Anyway, they might have been jumping the gun in telling me I’m in early labor, or they could be right.  I’ve been feeling contractions now for two days, and today they have been more painful, but still kind of random and all over the place.  But I’ve been much more tired, even more uncomfortable, and now the seed planted in my head that the baby might be here VERY soon is driving me crazy.  I just want him to come.  I want to be able to sleep on my back and bend over and not have crazy carpal tunnel.  But mostly I want to meet him and hold him and kiss him and tell him how much I love him.  But who the hell knows when this baby is coming.

I took off from work today in order to rest some more, but assuming that I feel tomorrow morning as I do right now, I’m probably going to work tomorrow.  Because just sitting around waiting is driving me insane.  And I have a doctor’s appointment on Wednesday, so hopefully I can find out some more then.

While I was in the hospital, I was laying in my bed listening to the baby’s heartbeat, counting seconds for each contraction, and feeling the emptiness of my hands.  Soon I will be back in that same triage area, waiting to be admitted because my baby will really be on his way.  And I will be just as alone.

It’s so hard to do this alone.  To wake up alone.  To fall asleep alone.  To worry alone.  Especially to worry alone.  And I worry a lot.

And this waiting is just torturous.

Sunday, November 11, 2012

Back Again

Hello blogosphere.  I am back up and running after Hurricane Sandy.  Fortunately I was only inconvenienced by power loss/gas shortages, unlike so many people just a stones throw away from me that lost so much more.  It’s still surreal to me, and it’s heartbreaking that so many people seem to find it so easy to forget that so many others just down the block are displaced still (and will continue to be so).  Luckily that is not everyone (who forgot).
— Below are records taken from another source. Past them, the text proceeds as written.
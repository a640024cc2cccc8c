use serde::{Deserialize, Serialize};
use serde_json::Value;

use crate::{error::ChannelError, normalization::liveness_payload};

/// Reserved control frames handled inside the client and never delivered to
/// application listeners.
#[derive(Debug, Clone, Copy, PartialEq, Eq)]
pub enum SystemFrame {
    /// Liveness check (`ping`).
    Ping,
    /// Liveness acknowledgement (`pong`).
    Pong,
    /// Server request to tear down and re-establish the connection.
    Reconnect,
}

impl SystemFrame {
    pub const fn as_str(self) -> &'static str {
        match self {
            Self::Ping => "ping",
            Self::Pong => "pong",
            Self::Reconnect => "reconnect",
        }
    }

    pub fn from_type(kind: &str) -> Option<Self> {
        match kind {
            "ping" => Some(Self::Ping),
            "pong" => Some(Self::Pong),
            "reconnect" => Some(Self::Reconnect),
            _ => None,
        }
    }
}

/// Classification of an inbound frame.
#[derive(Debug, Clone, Copy, PartialEq, Eq)]
pub enum FrameClass {
    System(SystemFrame),
    Application,
}

/// One `(type, payload)` unit on the wire, encoded as
/// `{"type": "...", "payload": ...}`.
#[derive(Debug, Clone, Serialize, Deserialize, PartialEq)]
pub struct Frame {
    #[serde(rename = "type")]
    pub kind: String,
    #[serde(default)]
    pub payload: Value,
}

impl Frame {
    pub fn new(kind: impl Into<String>, payload: Value) -> Self {
        Self {
            kind: kind.into(),
            payload,
        }
    }

    /// Outbound liveness ping stamped with `timestamp_ms`.
    pub fn ping(timestamp_ms: u64) -> Self {
        Self::new(SystemFrame::Ping.as_str(), liveness_payload(timestamp_ms))
    }

    /// Reply to an inbound ping stamped with `timestamp_ms`.
    pub fn pong(timestamp_ms: u64) -> Self {
        Self::new(SystemFrame::Pong.as_str(), liveness_payload(timestamp_ms))
    }

    pub fn class(&self) -> FrameClass {
        match SystemFrame::from_type(&self.kind) {
            Some(system) => FrameClass::System(system),
            None => FrameClass::Application,
        }
    }

    pub fn encode(&self) -> Result<String, ChannelError> {
        serde_json::to_string(self)
            .map_err(|err| ChannelError::protocol("frame_encode_error", err.to_string()))
    }

    /// Decode one text frame. A missing `payload` decodes as `null`; a missing
    /// or empty `type` is rejected.
    pub fn decode(text: &str) -> Result<Self, ChannelError> {
        let frame = serde_json::from_str::<Frame>(text)
            .map_err(|err| ChannelError::protocol("frame_decode_error", err.to_string()))?;
        if frame.kind.is_empty() {
            return Err(ChannelError::protocol(
                "frame_missing_type",
                "frame type must be a non-empty string",
            ));
        }
        Ok(frame)
    }
}
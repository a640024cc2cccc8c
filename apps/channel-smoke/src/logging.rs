//! Tracing bootstrap for the smoke binary.

use std::env;

use tracing_subscriber::EnvFilter;

const DEFAULT_FILTER: &str = "info,channel_smoke=debug,channel_ws=debug";

/// Initialize the global tracing subscriber.
///
/// Filter precedence:
/// 1) `RUST_LOG`
/// 2) `CHANNEL_SMOKE_LOG`
/// 3) `CHANNEL_LOG`
/// 4) built-in default
pub fn init() {
    let env_filter = filter_from_env();
    let _ = tracing_subscriber::fmt()
        .with_target(true)
        .with_thread_ids(true)
        .with_thread_names(true)
        .with_env_filter(env_filter)
        .try_init();
}

fn filter_from_env() -> EnvFilter {
    if let Ok(filter) = EnvFilter::try_from_default_env() {
        return filter;
    }

    for key in ["CHANNEL_SMOKE_LOG", "CHANNEL_LOG"] {
        if let Some(filter) = filter_from_var(env::var(key).ok()) {
            return filter;
        }
    }

    EnvFilter::new(DEFAULT_FILTER)
}

fn filter_from_var(value: Option<String>) -> Option<EnvFilter> {
    value
        .filter(|v| !v.trim().is_empty())
        .and_then(|v| EnvFilter::try_new(v).ok())
}

#[cfg(test)]
mod tests {
    use super::*;

    #[test]
    fn blank_or_invalid_values_fall_through() {
        assert!(filter_from_var(None).is_none());
        assert!(filter_from_var(Some("   ".to_owned())).is_none());
        assert!(filter_from_var(Some("channel_ws=loudest".to_owned())).is_none());
    }

    #[test]
    fn accepts_directive_lists() {
        let filter = filter_from_var(Some("warn,channel_ws=trace".to_owned()))
            .expect("filter should parse");
        assert!(filter.to_string().contains("channel_ws=trace"));
    }

    #[test]
    fn default_filter_parses() {
        EnvFilter::try_new(DEFAULT_FILTER).expect("default filter should parse");
    }
}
I’m back to work (my office lost power as well) and have spent the last week starting to train the temp who will be covering for me while I’m out on maternity leave and trying to catch up on my own stuff.  I’ve been swamped and therefore extremely over-tired.  The reason I care so much about training her is because if she does well, when I return after my leave she will stay on and I will get a promotion (and a raise).  Obviously, this is something that a new (possible single) mom needs to take very seriously.  Although the raise surely won’t be enough for the plans that I have, but at least it will help in the meantime until I find something new altogether.

My last day of work is slated for November 30th.  Let’s see what happens!

I had to miss a doctor appointment due to the storm, and then I spent a week trying to get in touch with them to reschedule (their phones are still down).  So I went directly to the office and they squeezed me in.  Luckily all is well.  In one weeks time I will be considered full-term.  In a few weeks regardless, I will be a mom, and nothing will ever be the same again.

I used to have time at work to do some writing, but now I don’t and by the time I get home I am completely shot.  I am also dealing with pregnancy-induced carpal tunnel.  So unfortunately I have little energy for my many thoughts to make it onto screen or paper.

And I have many thoughts as of late.

And the question that gnaws at me the most, is how can I want so many [opposite] things at once?